Sunday, January 11, 2009
Summary of Nontherapy Explanations and How They are Assessed in HSCED
Entry for 11 January 2009:
In revising the adjudicated Hermeneutic Single Case Efficiacy Design (HSCED) paper (see blog entry just previous to this one), I had to cut a lot of nice material, including a longish section summarizing the eight nontherapy explanations or validity threats that HSCED systematically evaluates in order to counter the therapist/researcher’s desire to see the client change (the first four explanations) and for therapy to be responsible for those changes (the last four explanations). However, it seemed a waste to just discard this material, so I’m including it here, lightly revised from the discarded section, in the hope that it may provide a useful summary:
1. Trivial or Negative Change. The first four nontherapy explanations assume that apparent client change is illusory or artifactual. To begin with, the apparent changes may be negative or trivial. On the one hand, clients might describe a change in highly qualified or ambivalent terms ("I guess I’m doing a bit better, sort of."), or they may describe changes in other people or their life circumstances. In the same way, changes on quantitative outcome measures may also fall into the trivial range (e.g., one point on the BDI). Alternatively, changes, both reported by clients and evident on outcome measures, might be negative, casting doubt on the overall effectiveness of the therapy, or even suggesting that it has been harmful. To evaluate for trivial or negative change, researchers can calculate reliable change index (RCI) values (Jacobson & Truax, 1991) for our three key measures (SCL-90-R, IIP, and PQ values taken from Barkham, Hardy, & Startup, 1996; Ogles, Lambert & Sawyer, 1995). (In other words, our definition of trivial change was change that did not exceed measurement error.) In addition, in order to assess for negative changes, the interviewer can ask the client to describe any negative changes which might have occurred over the course of therapy, and also asked them to rate the importance of each change (cf. Kazdin (1999), using a 5-point scale. In addition, the manner of the client's description can be examined for qualifiers and other forms of ambivalence.

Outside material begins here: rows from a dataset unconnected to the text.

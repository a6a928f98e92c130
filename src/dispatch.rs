//! Narrow ports connecting matcher, strategy, and the outer event source.
//!
//! The source dispatches events through an inheritance-heavy virtual base
//! with one overload per event type. The idiomatic analogue used here is a
//! handler trait with a default no-op body per method: a consumer overrides
//! only the events it cares about, and nothing resembling a deep class
//! hierarchy is needed.

use crate::market_data::{
    MarketByOrderUpdate, MarketByPriceUpdate, MarketStatus, ReferenceData, StatisticsUpdate,
    TopOfBookUpdate, TradeSummary,
};
use crate::message::MessageInfo;
use crate::order::{ErrorKind, Side};

#[derive(Debug, Clone, Copy, PartialEq, Eq)]
pub enum RequestStatus {
    Accepted,
    Rejected,
}

#[derive(Debug, Clone)]
pub struct CreateOrderRequest {
    pub order_id: u64,
    pub account: String,
    pub exchange: String,
    pub symbol: String,
    pub side: Side,
    pub quantity: f64,
    pub price: f64,
}

#[derive(Debug, Clone, Copy)]
pub struct ModifyOrderRequest {
    pub order_id: u64,
    pub price: f64,
    pub quantity: f64,
}

#[derive(Debug, Clone, Copy)]
pub struct CancelOrderRequest {
    pub order_id: u64,
}

/// Cancels every resting order matching `account` (and, if set, `order_id`).
#[derive(Debug, Clone, Default)]
pub struct CancelAllOrdersRequest {
    pub account: Option<String>,
    pub order_id: Option<u64>,
}

#[derive(Debug, Clone, Copy)]
pub struct OrderAck {
    pub order_id: u64,
    pub status: RequestStatus,
    pub error: Option<ErrorKind>,
}

#[derive(Debug, Clone, Copy)]
pub struct OrderUpdate {
    pub order_id: u64,
    pub status: crate::order::OrderStatus,
    pub remaining_quantity: f64,
    pub traded_quantity: f64,
    pub total_cost: f64,
}

#[derive(Debug, Clone, Copy)]
pub struct TradeUpdate {
    pub order_id: u64,
    pub trade_id: u64,
    pub side: Side,
    pub quantity: f64,
    pub price: f64,
}

#[derive(Debug, Clone, Copy)]
pub struct CancelAllOrdersAck {
    pub count: u32,
}

/// Matcher -> consumer port. All market-data events are forwarded verbatim;
/// order-lifecycle events are synthesized by the matcher.
#[allow(unused_variables)]
pub trait MatcherDispatcher {
    fn on_reference_data(&mut self, info: &MessageInfo, event: &ReferenceData) {}
    fn on_market_status(&mut self, info: &MessageInfo, event: &MarketStatus) {}
    fn on_top_of_book(&mut self, info: &MessageInfo, event: &TopOfBookUpdate) {}
    fn on_market_by_price(&mut self, info: &MessageInfo, event: &MarketByPriceUpdate) {}
    fn on_market_by_order(&mut self, info: &MessageInfo, event: &MarketByOrderUpdate) {}
    fn on_trade_summary(&mut self, info: &MessageInfo, event: &TradeSummary) {}
    fn on_statistics_update(&mut self, info: &MessageInfo, event: &StatisticsUpdate) {}

    fn on_order_ack(&mut self, info: &MessageInfo, event: &OrderAck) {}
    fn on_order_update(&mut self, info: &MessageInfo, event: &OrderUpdate) {}
    fn on_trade_update(&mut self, info: &MessageInfo, event: &TradeUpdate) {}
    fn on_cancel_all_orders_ack(&mut self, info: &MessageInfo, event: &CancelAllOrdersAck) {}
}

/// Strategy -> router port. `is_last` hints batch boundaries to the
/// transport; the core treats it as advisory only.
pub trait OrderRouter {
    fn send_create_order(&mut self, request: CreateOrderRequest, source: u8, is_last: bool);
    fn send_modify_order(&mut self, request: ModifyOrderRequest, source: u8, is_last: bool);
    fn send_cancel_order(&mut self, request: CancelOrderRequest, source: u8, is_last: bool);
    fn send_cancel_all_orders(&mut self, request: CancelAllOrdersRequest, source: u8);
}
impl<'a> MatcherDispatcher for LegDispatcher<'a> {
    fn on_reference_data(&mut self, info: &MessageInfo, event: &ReferenceData) {
        self.strategy.on_leg_reference_data(self.leg_index, info, event);
    }

    fn on_top_of_book(&mut self, info: &MessageInfo, event: &TopOfBookUpdate) {
        self.strategy.on_leg_top_of_book(self.leg_index, info, event, &mut *self.router);
    }

    fn on_market_by_price(&mut self, info: &MessageInfo, event: &MarketByPriceUpdate) {
        self.strategy.on_leg_market_by_price(self.leg_index, info, event, &mut *self.router);
    }

    fn on_market_by_order(&mut self, info: &MessageInfo, event: &MarketByOrderUpdate) {
        self.strategy.on_leg_market_by_order(self.leg_index, info, event, &mut *self.router);
    }

    fn on_order_ack(&mut self, info: &MessageInfo, event: &OrderAck) {
        self.strategy.on_leg_order_ack(self.leg_index, info, event, &mut *self.router);
    }

    fn on_order_update(&mut self, info: &MessageInfo, event: &OrderUpdate) {
        self.strategy.on_leg_order_update(self.leg_index, info, event);
    }

    fn on_trade_update(&mut self, info: &MessageInfo, event: &TradeUpdate) {
        self.strategy.on_leg_trade_update(self.leg_index, info, event);
    }
}

impl Leg {
    /// Cheap owned copy of the fields an order request needs, without
    /// cloning the whole `Leg` (which also carries enums pass-through
    /// fields not needed on the hot path).
    fn clone_for_order(&self) -> LegOrderFields {
        LegOrderFields {
            source: self.source,
            account: self.account.clone(),
            exchange: self.exchange.clone(),
            symbol: self.symbol.clone(),
        }
    }
}

struct LegOrderFields {
    source: u8,
    account: String,
    exchange: String,
    symbol: String,
}

#[cfg(test)]
mod tests {
    use super::*;
    use crate::market_data::MarketDataSource;
    use crate::order::OrderStatus;
    use crate::strategy::{MarginMode, PositionEffect, TimeInForce};
    use crate::testing::{message_info, reference_data, top_of_book, RecordingDispatcher};

    fn leg(source: u8, exchange: &str, symbol: &str) -> Leg {
        Leg {
            source,
            account: "acct".into(),
            exchange: exchange.into(),
            symbol: symbol.into(),
            position_effect: PositionEffect::Open,
            margin_mode: MarginMode::Cross,
            time_in_force: TimeInForce::Ioc,
        }
    }

    fn params() -> ArbitrageParameters {
        ArbitrageParameters {
            market_data_source: MarketDataSource::TopOfBook,
            max_age: Duration::from_secs(10),
            threshold: 0.5,
            quantity_0: 1.0,
            min_position_0: -10.0,
            max_position_0: 10.0,
            publish_source: 0,
        }
    }

    #[derive(Default)]
    struct RecordingRouter {
        creates: Vec<CreateOrderRequest>,
        cancels: Vec<CancelOrderRequest>,
    }

    impl crate::dispatch::OrderRouter for RecordingRouter {
        fn send_create_order(&mut self, request: CreateOrderRequest, _source: u8, _is_last: bool) {
            self.creates.push(request);
        }
        fn send_modify_order(&mut self, _request: crate::dispatch::ModifyOrderRequest, _source: u8, _is_last: bool) {}
        fn send_cancel_order(&mut self, request: CancelOrderRequest, _source: u8, _is_last: bool) {
            self.cancels.push(request);
        }
        fn send_cancel_all_orders(&mut self, _request: crate::dispatch::CancelAllOrdersRequest, _source: u8) {}
    }

    fn ready_strategy() -> ArbitrageStrategy {
        let config = LegsFile {
            strategy_id: "arb-1".into(),
            legs: vec![leg(0, "EX0", "SYM0"), leg(0, "EX1", "SYM1")],
        };
        let mut strategy = ArbitrageStrategy::new(config, params());
        strategy.on_connected(0);
        strategy.on_download_end(0);
        strategy.on_ready(0);
        strategy
    }

    #[test]
    fn s6_arbitrage_entry() {
        let mut strategy = ready_strategy();
        let mut router = RecordingRouter::default();
        let info = message_info(1);

        {
            let mut dispatcher = LegDispatcher::wrap(&mut strategy, &mut router, 0);
            dispatcher.on_reference_data(&info, &reference_data(0.01, 2));
        }
        {
            let mut dispatcher = LegDispatcher::wrap(&mut strategy, &mut router, 1);
            dispatcher.on_reference_data(&info, &reference_data(0.01, 2));
        }
        {
            let mut dispatcher = LegDispatcher::wrap(&mut strategy, &mut router, 0);
            dispatcher.on_top_of_book(&info, &top_of_book(10.0, 1.0, 10.1, 1.0));
        }
        {
            let mut dispatcher = LegDispatcher::wrap(&mut strategy, &mut router, 1);
            dispatcher.on_top_of_book(&info, &top_of_book(11.0, 1.0, 11.1, 1.0));
        }

        assert_eq!(router.creates.len(), 2);
        assert_eq!(router.creates[0].side, Side::Buy);
        assert_eq!(router.creates[0].price, 10.1);
        assert_eq!(router.creates[1].side, Side::Sell);
        assert_eq!(router.creates[1].price, 11.0);
        assert_eq!(strategy.instrument(0).order_state, OrderState::Create);
        assert_eq!(strategy.instrument(1).order_state, OrderState::Create);

        let lhs_order_id = router.creates[0].order_id;
        let rhs_order_id = router.creates[1].order_id;
        {
            let mut dispatcher = LegDispatcher::wrap(&mut strategy, &mut router, 0);
            dispatcher.on_order_ack(&info, &OrderAck { order_id: lhs_order_id, status: RequestStatus::Accepted, error: None });
        }
        {
            let mut dispatcher = LegDispatcher::wrap(&mut strategy, &mut router, 1);
            dispatcher.on_order_ack(&info, &OrderAck { order_id: rhs_order_id, status: RequestStatus::Accepted, error: None });
        }

        assert_eq!(strategy.instrument(0).order_state, OrderState::Working);
        assert_eq!(strategy.instrument(1).order_state, OrderState::Working);
    }

    #[test]
    fn reject_on_one_leg_cancels_accepted_sibling() {
        let mut strategy = ready_strategy();
        let mut router = RecordingRouter::default();
        let info = message_info(1);

        {
            let mut dispatcher = LegDispatcher::wrap(&mut strategy, &mut router, 0);
            dispatcher.on_reference_data(&info, &reference_data(0.01, 2));
        }
        {
            let mut dispatcher = LegDispatcher::wrap(&mut strategy, &mut router, 1);
            dispatcher.on_reference_data(&info, &reference_data(0.01, 2));
        }
        {
            let mut dispatcher = LegDispatcher::wrap(&mut strategy, &mut router, 0);
            dispatcher.on_top_of_book(&info, &top_of_book(10.0, 1.0, 10.1, 1.0));
        }
        {
            let mut dispatcher = LegDispatcher::wrap(&mut strategy, &mut router, 1);
            dispatcher.on_top_of_book(&info, &top_of_book(11.0, 1.0, 11.1, 1.0));
        }

        let lhs_order_id = router.creates[0].order_id;
        let rhs_order_id = router.creates[1].order_id;

        {
            let mut dispatcher = LegDispatcher::wrap(&mut strategy, &mut router, 0);
            dispatcher.on_order_ack(&info, &OrderAck { order_id: lhs_order_id, status: RequestStatus::Accepted, error: None });
        }
        {
            let mut dispatcher = LegDispatcher::wrap(&mut strategy, &mut router, 1);
            dispatcher.on_order_ack(
                &info,
                &OrderAck { order_id: rhs_order_id, status: RequestStatus::Rejected, error: Some(crate::order::ErrorKind::InvalidPrice) },
            );
        }

        assert_eq!(strategy.instrument(1).order_state, OrderState::Idle);
        assert_eq!(strategy.instrument(0).order_state, OrderState::Idle);
        assert_eq!(router.cancels.len(), 1);
        assert_eq!(router.cancels[0].order_id, lhs_order_id);
    }

    #[test]
    fn readiness_gating_blocks_entry_before_download_end() {
        let config = LegsFile {
            strategy_id: "arb-1".into(),
            legs: vec![leg(0, "EX0", "SYM0"), leg(0, "EX1", "SYM1")],
        };
        let mut strategy = ArbitrageStrategy::new(config, params());
        strategy.on_connected(0);
        // no on_download_end / on_ready yet
        let mut router = RecordingRouter::default();
        let info = message_info(1);

        {
            let mut dispatcher = LegDispatcher::wrap(&mut strategy, &mut router, 0);
            dispatcher.on_reference_data(&info, &reference_data(0.01, 2));
        }
        {
            let mut dispatcher = LegDispatcher::wrap(&mut strategy, &mut router, 1);
            dispatcher.on_reference_data(&info, &reference_data(0.01, 2));
        }
        {
            let mut dispatcher = LegDispatcher::wrap(&mut strategy, &mut router, 0);
            dispatcher.on_top_of_book(&info, &top_of_book(10.0, 1.0, 10.1, 1.0));
        }
        {
            let mut dispatcher = LegDispatcher::wrap(&mut strategy, &mut router, 1);
            dispatcher.on_top_of_book(&info, &top_of_book(11.0, 1.0, 11.1, 1.0));
        }

        assert!(router.creates.is_empty());
    }
}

2. Statistical Artifacts. Related to the possibility of trivial change is statistical error, including measurement error, regression to the mean, and experimentwise error (measurement error has already been discussed under the heading of trivial change). Regression to the mean occurs when measurements with less than perfect reliability are selected on the basis of their extreme values. This introduces bias that is not present when the measurement is later repeated, resulting in the second measurement taking a less extreme value, thus producing illusory change. This can be assessed by repeating the Personal Questionnaire prior to the client beginning therapy. In addition, the researchers can assess the duration of the client's problems. Experimentwise error is a function of carrying out multiple significance tests on change measures. When examining many measures for evidence of change, some apparently reliable differences may occur due to chance alone. For example, when three measures are used to evaluate the reliability of pre-post change, with the relaxed significance level used in HSCED, each measure has .2 probability of indicating change when none existed (Type I error). The solution used here was to require reliable change on two out of four measures (this corresponds to a probability of .18).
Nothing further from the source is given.